[SUPPLIED MATERIAL — start]

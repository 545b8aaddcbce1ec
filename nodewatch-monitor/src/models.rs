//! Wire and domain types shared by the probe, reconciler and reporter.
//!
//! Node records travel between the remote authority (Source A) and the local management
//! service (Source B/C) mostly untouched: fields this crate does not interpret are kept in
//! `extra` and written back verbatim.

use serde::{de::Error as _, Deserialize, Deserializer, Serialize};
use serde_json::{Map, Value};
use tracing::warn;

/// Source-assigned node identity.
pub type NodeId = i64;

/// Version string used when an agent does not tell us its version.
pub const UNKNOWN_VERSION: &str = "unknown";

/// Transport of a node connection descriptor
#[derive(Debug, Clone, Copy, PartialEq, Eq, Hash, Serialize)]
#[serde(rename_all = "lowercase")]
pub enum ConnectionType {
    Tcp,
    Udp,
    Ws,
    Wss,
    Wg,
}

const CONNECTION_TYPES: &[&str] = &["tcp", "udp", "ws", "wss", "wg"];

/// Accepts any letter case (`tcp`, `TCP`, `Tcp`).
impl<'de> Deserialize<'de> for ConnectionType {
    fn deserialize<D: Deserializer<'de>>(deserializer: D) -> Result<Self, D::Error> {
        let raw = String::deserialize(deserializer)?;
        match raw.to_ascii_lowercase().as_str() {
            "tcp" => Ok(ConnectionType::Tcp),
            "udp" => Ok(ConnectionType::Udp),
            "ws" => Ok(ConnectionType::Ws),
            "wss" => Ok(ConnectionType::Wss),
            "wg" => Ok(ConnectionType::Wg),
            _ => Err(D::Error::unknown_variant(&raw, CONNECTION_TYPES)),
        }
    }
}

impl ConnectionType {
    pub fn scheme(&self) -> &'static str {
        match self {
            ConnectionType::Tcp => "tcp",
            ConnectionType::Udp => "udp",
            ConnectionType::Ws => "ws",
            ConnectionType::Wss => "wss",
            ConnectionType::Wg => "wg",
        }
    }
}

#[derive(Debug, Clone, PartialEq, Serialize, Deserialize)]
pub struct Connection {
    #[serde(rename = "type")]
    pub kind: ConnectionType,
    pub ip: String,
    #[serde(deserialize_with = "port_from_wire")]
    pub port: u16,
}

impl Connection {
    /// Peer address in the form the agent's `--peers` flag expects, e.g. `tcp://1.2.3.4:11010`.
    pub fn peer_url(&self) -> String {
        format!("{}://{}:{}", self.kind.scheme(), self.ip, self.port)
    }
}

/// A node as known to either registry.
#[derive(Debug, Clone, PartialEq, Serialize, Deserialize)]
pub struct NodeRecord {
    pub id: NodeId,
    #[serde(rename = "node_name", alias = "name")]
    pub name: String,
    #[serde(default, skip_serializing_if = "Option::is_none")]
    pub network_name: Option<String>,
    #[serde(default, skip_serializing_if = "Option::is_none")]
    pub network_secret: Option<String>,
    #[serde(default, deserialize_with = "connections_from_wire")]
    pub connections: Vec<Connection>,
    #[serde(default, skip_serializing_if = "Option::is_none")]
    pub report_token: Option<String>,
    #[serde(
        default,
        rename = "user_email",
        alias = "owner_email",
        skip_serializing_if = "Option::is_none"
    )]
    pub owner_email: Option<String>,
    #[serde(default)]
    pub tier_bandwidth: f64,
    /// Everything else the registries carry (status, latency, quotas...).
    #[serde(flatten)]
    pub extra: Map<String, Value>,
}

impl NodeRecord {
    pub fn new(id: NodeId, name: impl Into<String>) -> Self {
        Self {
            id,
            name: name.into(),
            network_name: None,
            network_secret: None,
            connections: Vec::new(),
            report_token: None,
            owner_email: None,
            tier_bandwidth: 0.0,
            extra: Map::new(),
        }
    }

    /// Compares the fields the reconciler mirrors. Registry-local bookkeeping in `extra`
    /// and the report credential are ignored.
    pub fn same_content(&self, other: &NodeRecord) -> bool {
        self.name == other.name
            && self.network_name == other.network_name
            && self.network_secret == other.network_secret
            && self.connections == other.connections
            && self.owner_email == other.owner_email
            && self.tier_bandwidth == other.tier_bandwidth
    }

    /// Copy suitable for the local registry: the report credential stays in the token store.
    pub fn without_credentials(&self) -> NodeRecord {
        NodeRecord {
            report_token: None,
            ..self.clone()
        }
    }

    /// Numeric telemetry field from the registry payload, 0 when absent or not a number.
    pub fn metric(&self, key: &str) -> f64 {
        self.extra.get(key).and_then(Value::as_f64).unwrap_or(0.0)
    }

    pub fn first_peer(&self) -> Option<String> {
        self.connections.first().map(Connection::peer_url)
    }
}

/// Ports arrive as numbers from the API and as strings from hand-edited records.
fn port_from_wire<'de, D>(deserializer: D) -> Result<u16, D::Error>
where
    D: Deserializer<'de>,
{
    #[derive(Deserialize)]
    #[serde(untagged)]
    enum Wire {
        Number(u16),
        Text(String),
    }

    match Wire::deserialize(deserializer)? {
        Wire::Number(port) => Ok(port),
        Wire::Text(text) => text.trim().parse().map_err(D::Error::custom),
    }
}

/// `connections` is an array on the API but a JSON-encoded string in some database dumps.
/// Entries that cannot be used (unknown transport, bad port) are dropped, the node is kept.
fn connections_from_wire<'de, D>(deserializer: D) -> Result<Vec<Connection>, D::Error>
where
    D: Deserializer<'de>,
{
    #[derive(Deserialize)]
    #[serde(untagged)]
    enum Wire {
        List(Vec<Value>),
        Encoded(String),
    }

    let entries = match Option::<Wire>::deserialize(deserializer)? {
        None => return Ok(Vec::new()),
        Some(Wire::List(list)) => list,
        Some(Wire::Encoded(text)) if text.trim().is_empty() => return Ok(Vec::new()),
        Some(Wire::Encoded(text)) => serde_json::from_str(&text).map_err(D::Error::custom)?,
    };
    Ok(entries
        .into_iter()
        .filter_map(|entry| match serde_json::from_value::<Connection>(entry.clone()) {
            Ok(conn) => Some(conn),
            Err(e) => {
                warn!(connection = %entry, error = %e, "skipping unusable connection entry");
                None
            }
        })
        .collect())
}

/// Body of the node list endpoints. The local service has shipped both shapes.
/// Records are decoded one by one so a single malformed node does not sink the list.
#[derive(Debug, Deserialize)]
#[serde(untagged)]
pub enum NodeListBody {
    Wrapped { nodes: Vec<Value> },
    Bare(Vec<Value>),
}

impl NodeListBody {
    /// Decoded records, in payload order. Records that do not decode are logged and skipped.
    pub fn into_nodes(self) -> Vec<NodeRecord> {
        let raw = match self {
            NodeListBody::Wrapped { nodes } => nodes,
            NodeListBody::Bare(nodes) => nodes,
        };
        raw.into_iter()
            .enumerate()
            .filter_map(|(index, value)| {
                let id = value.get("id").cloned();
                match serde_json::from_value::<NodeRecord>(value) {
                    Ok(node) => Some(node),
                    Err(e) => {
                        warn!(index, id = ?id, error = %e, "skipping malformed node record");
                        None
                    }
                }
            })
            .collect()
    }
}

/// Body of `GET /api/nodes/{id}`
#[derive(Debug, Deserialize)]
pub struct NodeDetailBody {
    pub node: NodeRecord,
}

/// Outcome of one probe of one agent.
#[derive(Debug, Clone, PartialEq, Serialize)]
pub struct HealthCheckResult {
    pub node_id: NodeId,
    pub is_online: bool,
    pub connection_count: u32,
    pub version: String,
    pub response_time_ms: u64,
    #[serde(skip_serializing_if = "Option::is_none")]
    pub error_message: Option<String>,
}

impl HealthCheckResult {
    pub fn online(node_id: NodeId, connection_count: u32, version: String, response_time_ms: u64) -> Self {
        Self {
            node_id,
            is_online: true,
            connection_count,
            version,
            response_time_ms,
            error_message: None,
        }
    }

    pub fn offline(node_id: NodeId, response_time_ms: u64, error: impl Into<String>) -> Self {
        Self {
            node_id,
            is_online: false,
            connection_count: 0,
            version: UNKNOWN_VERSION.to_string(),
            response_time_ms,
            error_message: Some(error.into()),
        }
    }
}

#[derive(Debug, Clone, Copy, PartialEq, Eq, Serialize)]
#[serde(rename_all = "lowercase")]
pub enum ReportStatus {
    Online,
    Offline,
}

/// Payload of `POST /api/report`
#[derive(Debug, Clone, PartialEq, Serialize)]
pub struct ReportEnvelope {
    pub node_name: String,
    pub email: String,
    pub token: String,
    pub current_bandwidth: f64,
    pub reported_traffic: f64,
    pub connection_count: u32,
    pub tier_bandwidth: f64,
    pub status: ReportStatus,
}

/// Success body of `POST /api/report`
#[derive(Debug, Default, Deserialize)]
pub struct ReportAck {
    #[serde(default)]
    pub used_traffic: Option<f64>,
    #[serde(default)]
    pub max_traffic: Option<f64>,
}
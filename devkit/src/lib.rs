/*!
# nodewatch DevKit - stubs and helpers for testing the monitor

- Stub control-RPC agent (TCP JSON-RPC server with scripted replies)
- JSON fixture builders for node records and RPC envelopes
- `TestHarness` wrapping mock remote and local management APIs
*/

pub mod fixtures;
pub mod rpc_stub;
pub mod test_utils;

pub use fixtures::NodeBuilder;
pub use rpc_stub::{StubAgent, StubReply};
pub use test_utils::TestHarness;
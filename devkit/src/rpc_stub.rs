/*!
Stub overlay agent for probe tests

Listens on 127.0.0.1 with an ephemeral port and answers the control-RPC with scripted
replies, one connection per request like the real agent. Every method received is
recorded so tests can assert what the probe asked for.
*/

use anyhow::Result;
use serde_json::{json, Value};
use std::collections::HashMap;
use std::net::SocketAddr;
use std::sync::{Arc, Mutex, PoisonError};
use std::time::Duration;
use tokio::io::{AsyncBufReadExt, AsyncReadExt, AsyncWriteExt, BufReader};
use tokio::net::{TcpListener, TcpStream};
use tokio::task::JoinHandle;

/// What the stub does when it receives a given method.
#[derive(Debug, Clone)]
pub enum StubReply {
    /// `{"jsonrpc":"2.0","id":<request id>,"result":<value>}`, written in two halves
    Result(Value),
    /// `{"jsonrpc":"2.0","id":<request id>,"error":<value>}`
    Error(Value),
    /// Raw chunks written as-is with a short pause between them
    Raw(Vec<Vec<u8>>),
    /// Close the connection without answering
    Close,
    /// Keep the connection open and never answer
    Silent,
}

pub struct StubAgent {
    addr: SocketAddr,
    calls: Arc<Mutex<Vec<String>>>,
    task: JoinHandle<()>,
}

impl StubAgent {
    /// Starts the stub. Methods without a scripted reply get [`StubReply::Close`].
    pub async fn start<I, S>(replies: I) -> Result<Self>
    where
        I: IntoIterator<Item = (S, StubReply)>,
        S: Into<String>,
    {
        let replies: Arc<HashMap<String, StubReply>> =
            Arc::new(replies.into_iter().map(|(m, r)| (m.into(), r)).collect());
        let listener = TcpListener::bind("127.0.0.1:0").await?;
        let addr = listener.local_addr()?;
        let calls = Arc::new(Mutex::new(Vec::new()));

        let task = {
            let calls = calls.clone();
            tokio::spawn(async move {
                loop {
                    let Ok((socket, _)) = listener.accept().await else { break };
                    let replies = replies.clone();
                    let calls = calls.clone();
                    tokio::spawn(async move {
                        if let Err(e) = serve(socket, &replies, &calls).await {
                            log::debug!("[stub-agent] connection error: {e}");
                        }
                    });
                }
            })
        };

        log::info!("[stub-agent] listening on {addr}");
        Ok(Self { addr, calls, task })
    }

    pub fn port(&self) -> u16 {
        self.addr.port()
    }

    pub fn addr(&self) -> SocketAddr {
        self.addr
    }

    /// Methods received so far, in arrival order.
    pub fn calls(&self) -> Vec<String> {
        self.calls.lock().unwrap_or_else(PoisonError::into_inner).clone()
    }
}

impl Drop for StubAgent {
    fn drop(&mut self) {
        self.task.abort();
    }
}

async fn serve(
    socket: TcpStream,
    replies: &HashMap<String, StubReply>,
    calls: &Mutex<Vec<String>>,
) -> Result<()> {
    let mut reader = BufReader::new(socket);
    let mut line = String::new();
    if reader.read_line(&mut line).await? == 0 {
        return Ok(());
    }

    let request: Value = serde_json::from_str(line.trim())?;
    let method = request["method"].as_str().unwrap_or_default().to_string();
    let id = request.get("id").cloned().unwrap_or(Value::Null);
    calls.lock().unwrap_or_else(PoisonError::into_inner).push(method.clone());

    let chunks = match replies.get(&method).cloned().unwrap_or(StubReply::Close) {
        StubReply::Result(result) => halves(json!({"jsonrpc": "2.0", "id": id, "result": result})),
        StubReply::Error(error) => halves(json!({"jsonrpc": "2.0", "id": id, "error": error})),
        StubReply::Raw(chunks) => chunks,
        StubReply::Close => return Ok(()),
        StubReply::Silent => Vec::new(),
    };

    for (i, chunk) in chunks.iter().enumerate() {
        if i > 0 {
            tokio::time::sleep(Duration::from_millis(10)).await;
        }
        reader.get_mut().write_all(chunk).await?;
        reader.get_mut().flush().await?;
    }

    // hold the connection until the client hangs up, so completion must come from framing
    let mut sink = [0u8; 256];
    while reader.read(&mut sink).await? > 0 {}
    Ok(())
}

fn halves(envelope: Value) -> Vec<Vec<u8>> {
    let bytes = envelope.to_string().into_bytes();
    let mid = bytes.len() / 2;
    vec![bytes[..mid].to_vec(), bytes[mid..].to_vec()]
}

[SUPPLIED MATERIAL — finish]

TASK DETAILS:
Your task is to copy each line from the material above that includes the word "cloned".

YOUR RESPONSE:
                let id = value.get("id").cloned();
    let id = request.get("id").cloned().unwrap_or(Value::Null);
    let chunks = match replies.get(&method).cloned().unwrap_or(StubReply::Close) {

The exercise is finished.